How will auto-insurers be able to price your policy (which is based on the kind of car you drive) if the owner may have (possibly unintentionally) disabled the anti-lock brakes or the airbags? Will they start doing random firmware audits?
How will inspectors check your emissions when they know you may be able to turn the emissions control system on and off at will. I seem to remember some recent scandals with these kinds of firmware hacks which cost billions of dollars and maybe even (statistically at least) killed some people.
I like Cory a lot, I’ve bought his books and been to his signings, but I’m starting to think his ownership-centric view of these kinds of things is narrow-sighted.
The example in this kickstarter, making an electric car, sounds like a cute, fun project. However, it gets less cute and fun when you realize that an electric car which gets in an accident might have it’s batteries explode in an unnecessarily harmful way.

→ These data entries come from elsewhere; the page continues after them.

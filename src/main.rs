//! Statkeeper - serve cached player statistics to the stats widget
//!
//! Starts the HTTP server and the background refresher, and stops both on
//! Ctrl-C.

use clap::Parser;
use tracing::{info, warn};

use statkeeper::cli::Cli;
use statkeeper::config::AppConfig;
use statkeeper::{logging, App};

/// Resolves when the process receives Ctrl-C
async fn shutdown_signal() {
    match tokio::signal::ctrl_c().await {
        Ok(()) => info!("shutdown requested"),
        Err(err) => {
            // Without a signal handler, run until killed.
            warn!(error = %err, "could not listen for Ctrl-C");
            std::future::pending::<()>().await;
        }
    }
}

#[tokio::main]
async fn main() -> Result<(), Box<dyn std::error::Error>> {
    let cli = Cli::parse();
    let config = AppConfig::from_cli(&cli)?;

    logging::init(config.logging.format);

    let app = App::new(config)?;
    app.run(shutdown_signal()).await?;

    Ok(())
}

And in all actuality, I can’t think of any serious use for such a thing. It would be a fun project, but do you really want people driving their hobby-projects down the road at 70 mph past a school bus?
We have laws about what makes cars street-legal and I would highly support laws which make modifying your car’s firmware grounds for revoking its registration, or at minimum requiring special licensing.
Just imagine the dangers of reselling one of these. Computer engineers will tell you that designing safe, reliable firmware for real-time systems is a no-joke hard thing to do, are these hobbyists going to put their firmware through 10,000 hours of testing? How can consumers know their car’s firmware is stock and not riddled with spyware?
We should not normalize the modification of systems which have a broadly accepted convention of functionality and safety. It is dangerous to future users and nearby users.
We don’t want massive metal objects behaving like our fragmented computer ecosystem, with inconsistent diligence and shoddy implementations. It’s one thing for hacked up websites to leak user data, it’s another for hacked up cars to splatter brains on pavement.